** Data follows **

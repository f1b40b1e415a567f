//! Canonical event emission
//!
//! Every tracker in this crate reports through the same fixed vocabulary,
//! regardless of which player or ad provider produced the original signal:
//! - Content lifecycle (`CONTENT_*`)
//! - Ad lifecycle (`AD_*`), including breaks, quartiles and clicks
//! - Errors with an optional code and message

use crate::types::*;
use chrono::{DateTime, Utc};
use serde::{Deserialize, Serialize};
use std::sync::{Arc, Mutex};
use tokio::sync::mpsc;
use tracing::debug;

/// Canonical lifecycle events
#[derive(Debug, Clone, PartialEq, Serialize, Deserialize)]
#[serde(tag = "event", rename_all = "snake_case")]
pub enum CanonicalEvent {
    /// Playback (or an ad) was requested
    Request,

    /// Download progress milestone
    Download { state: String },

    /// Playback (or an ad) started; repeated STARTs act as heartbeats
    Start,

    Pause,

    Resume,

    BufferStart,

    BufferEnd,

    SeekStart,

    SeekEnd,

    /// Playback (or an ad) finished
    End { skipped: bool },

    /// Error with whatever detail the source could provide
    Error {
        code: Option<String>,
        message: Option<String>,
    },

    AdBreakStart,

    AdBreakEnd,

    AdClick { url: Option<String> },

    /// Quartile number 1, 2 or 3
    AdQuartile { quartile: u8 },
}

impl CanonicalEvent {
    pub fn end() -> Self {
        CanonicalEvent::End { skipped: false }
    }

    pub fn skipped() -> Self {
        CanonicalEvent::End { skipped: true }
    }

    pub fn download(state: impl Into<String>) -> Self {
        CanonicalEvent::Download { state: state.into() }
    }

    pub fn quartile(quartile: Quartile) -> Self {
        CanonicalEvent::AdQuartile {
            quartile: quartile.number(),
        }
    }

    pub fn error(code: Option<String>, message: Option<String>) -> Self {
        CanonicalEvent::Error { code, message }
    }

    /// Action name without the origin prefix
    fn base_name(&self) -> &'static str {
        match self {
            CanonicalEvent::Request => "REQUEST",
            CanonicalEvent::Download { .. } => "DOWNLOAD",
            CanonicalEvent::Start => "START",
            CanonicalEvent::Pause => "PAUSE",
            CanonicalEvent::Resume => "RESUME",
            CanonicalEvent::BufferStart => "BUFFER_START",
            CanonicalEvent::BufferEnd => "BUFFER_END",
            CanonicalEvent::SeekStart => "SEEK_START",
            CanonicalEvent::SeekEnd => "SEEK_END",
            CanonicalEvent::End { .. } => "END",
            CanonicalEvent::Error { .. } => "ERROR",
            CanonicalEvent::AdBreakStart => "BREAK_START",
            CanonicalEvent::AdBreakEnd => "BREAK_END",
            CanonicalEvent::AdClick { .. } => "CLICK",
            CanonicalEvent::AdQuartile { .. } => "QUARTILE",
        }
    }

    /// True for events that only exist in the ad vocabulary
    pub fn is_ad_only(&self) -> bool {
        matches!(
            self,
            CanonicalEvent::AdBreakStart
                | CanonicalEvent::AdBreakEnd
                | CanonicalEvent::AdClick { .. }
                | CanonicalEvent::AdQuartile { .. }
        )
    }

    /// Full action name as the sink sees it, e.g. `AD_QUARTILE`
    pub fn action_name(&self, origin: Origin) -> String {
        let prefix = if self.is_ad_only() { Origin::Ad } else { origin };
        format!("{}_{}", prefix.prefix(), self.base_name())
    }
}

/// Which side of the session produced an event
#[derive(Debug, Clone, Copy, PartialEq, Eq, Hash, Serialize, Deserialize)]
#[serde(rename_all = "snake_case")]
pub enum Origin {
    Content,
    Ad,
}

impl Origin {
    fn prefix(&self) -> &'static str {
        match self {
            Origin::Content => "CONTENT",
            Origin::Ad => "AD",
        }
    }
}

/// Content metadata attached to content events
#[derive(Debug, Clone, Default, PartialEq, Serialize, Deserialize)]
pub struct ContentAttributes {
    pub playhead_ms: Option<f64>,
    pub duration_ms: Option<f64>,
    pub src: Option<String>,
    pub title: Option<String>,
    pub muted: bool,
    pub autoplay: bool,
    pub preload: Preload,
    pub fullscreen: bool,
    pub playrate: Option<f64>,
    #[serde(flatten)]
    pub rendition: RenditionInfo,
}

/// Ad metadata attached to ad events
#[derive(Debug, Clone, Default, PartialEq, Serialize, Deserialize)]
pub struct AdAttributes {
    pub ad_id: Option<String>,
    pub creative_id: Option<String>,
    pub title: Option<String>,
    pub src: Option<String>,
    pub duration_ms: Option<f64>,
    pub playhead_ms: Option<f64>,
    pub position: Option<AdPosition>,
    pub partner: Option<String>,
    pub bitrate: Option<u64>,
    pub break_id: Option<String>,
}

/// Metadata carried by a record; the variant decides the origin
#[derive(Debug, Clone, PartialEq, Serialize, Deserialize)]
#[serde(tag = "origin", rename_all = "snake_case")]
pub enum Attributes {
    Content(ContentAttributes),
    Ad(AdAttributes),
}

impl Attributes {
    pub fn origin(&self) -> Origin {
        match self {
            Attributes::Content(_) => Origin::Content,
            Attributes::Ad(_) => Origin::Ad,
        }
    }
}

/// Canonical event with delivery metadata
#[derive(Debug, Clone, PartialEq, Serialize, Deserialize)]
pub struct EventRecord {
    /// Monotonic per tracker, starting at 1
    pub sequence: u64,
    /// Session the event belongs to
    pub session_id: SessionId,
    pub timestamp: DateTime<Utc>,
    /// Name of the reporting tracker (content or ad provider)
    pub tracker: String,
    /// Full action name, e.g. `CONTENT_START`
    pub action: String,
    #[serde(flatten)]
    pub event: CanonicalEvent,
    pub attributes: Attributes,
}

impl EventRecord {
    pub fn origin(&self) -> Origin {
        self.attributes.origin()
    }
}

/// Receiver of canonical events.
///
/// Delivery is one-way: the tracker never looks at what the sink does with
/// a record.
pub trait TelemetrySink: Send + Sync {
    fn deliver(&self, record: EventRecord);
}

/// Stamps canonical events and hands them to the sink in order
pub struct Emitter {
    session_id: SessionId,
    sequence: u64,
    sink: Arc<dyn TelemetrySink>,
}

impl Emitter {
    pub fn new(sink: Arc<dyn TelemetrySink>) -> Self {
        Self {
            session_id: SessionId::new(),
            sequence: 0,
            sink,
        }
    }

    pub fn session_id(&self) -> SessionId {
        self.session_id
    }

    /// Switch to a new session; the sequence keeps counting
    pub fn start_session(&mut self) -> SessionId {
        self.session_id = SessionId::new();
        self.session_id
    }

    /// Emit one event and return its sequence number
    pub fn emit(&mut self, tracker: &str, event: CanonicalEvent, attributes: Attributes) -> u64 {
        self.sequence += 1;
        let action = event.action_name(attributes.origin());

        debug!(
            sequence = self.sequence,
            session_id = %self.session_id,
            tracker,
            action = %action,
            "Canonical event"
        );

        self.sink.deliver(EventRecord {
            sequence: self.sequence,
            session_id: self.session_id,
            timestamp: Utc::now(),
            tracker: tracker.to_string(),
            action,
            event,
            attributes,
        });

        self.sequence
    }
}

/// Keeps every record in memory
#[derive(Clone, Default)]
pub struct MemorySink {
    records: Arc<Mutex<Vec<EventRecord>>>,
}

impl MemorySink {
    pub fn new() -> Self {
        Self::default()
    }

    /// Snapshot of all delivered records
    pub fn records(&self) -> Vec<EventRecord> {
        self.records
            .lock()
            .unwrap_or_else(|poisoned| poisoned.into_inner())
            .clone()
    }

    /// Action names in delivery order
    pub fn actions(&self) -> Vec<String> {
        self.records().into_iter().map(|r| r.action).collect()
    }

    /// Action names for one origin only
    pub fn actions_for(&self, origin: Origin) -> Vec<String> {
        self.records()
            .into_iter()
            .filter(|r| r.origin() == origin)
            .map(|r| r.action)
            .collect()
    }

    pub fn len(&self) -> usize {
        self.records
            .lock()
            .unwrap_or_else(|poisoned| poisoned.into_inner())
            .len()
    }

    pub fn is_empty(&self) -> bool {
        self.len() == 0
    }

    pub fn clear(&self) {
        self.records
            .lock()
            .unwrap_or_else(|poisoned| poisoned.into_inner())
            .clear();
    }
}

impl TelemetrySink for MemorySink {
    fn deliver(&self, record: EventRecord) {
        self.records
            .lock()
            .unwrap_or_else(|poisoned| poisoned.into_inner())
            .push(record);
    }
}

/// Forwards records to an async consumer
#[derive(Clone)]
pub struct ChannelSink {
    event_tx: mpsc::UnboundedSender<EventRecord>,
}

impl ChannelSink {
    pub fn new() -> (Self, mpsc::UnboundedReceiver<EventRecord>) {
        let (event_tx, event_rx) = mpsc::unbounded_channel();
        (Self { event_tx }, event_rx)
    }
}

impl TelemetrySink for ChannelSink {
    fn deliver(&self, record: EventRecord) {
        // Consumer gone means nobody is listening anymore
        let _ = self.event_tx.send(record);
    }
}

** End of Data **
** Data follows **

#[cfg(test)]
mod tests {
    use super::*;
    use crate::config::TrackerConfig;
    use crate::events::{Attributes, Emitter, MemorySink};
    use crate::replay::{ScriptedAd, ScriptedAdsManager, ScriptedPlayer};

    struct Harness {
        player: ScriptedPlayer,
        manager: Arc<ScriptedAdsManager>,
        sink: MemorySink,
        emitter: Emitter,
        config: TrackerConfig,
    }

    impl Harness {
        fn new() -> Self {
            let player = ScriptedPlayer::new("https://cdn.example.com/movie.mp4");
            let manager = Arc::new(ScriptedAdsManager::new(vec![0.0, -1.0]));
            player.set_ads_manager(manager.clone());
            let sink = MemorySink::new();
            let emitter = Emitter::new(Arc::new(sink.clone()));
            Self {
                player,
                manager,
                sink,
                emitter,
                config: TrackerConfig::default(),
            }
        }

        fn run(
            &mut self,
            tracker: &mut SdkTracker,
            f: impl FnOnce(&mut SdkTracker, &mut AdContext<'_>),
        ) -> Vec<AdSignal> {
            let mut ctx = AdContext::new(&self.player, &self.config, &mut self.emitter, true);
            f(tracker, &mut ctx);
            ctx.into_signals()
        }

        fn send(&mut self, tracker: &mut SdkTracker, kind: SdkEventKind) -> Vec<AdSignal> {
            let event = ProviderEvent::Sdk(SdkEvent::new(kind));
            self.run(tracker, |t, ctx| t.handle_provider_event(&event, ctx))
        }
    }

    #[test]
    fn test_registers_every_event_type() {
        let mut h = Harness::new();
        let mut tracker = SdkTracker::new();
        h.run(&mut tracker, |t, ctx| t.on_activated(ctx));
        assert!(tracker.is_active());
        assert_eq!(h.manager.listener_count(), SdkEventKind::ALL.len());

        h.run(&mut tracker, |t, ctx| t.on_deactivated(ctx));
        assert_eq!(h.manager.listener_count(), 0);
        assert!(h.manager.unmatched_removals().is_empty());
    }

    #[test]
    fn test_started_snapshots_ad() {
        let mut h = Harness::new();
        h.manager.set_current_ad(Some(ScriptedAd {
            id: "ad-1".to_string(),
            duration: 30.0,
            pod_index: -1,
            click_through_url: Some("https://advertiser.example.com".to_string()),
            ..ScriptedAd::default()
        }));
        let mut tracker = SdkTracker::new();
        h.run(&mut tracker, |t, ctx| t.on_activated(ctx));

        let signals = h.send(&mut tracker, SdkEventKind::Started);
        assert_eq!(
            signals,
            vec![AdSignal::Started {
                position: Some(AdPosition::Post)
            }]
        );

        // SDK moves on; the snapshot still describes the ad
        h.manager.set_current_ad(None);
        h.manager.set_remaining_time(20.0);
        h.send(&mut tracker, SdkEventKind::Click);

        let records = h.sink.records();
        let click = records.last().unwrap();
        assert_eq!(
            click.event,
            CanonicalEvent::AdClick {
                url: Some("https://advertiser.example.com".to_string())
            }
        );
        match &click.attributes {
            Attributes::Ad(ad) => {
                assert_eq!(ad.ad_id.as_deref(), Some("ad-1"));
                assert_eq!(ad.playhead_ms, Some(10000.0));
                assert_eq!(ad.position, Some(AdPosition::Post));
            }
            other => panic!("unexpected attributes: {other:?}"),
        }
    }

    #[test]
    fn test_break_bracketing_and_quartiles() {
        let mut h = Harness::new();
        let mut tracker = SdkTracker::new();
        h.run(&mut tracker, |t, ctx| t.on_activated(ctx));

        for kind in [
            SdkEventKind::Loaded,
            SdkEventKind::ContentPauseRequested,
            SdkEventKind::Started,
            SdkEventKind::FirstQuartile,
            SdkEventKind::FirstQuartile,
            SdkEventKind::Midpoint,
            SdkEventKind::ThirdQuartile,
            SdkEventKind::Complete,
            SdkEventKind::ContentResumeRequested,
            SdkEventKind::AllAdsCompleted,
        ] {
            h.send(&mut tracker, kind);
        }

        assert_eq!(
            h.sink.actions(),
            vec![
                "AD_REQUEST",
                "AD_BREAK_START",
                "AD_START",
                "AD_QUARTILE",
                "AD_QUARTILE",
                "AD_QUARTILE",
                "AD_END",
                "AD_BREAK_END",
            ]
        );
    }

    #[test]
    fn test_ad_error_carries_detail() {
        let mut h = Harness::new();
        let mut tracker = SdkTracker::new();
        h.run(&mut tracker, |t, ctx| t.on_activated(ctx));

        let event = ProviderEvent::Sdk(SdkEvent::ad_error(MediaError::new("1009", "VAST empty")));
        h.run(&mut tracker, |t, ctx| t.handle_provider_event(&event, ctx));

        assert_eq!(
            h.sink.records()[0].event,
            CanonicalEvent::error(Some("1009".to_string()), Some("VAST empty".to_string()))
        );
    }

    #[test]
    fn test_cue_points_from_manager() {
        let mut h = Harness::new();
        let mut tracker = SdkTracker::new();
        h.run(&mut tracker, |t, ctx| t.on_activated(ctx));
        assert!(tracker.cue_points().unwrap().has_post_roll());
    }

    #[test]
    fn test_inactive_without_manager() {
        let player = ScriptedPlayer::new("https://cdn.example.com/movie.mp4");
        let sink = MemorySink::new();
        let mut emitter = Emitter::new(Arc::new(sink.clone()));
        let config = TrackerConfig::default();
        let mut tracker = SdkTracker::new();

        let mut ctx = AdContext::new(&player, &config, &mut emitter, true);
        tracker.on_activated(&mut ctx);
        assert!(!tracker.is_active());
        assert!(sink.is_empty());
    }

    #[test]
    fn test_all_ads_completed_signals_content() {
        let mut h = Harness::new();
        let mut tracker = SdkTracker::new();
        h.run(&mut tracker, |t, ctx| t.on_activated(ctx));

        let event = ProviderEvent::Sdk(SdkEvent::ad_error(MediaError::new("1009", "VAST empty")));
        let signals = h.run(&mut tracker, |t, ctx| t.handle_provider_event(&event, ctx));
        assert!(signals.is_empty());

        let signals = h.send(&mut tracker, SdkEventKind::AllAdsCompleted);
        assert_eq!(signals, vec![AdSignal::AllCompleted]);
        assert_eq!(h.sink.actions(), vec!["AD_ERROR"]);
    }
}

** End of Data **

Copy out the lines above exactly, beginning at the one that contains "repository f1b40b1e415a567f" and ending at the one that contains "use crate::types::*;".

Written answer —
repository f1b40b1e415a567f
//! Canonical event emission
//!
//! Every tracker in this crate reports through the same fixed vocabulary,
//! regardless of which player or ad provider produced the original signal:
//! - Content lifecycle (`CONTENT_*`)
//! - Ad lifecycle (`AD_*`), including breaks, quartiles and clicks
//! - Errors with an optional code and message

use crate::types::*;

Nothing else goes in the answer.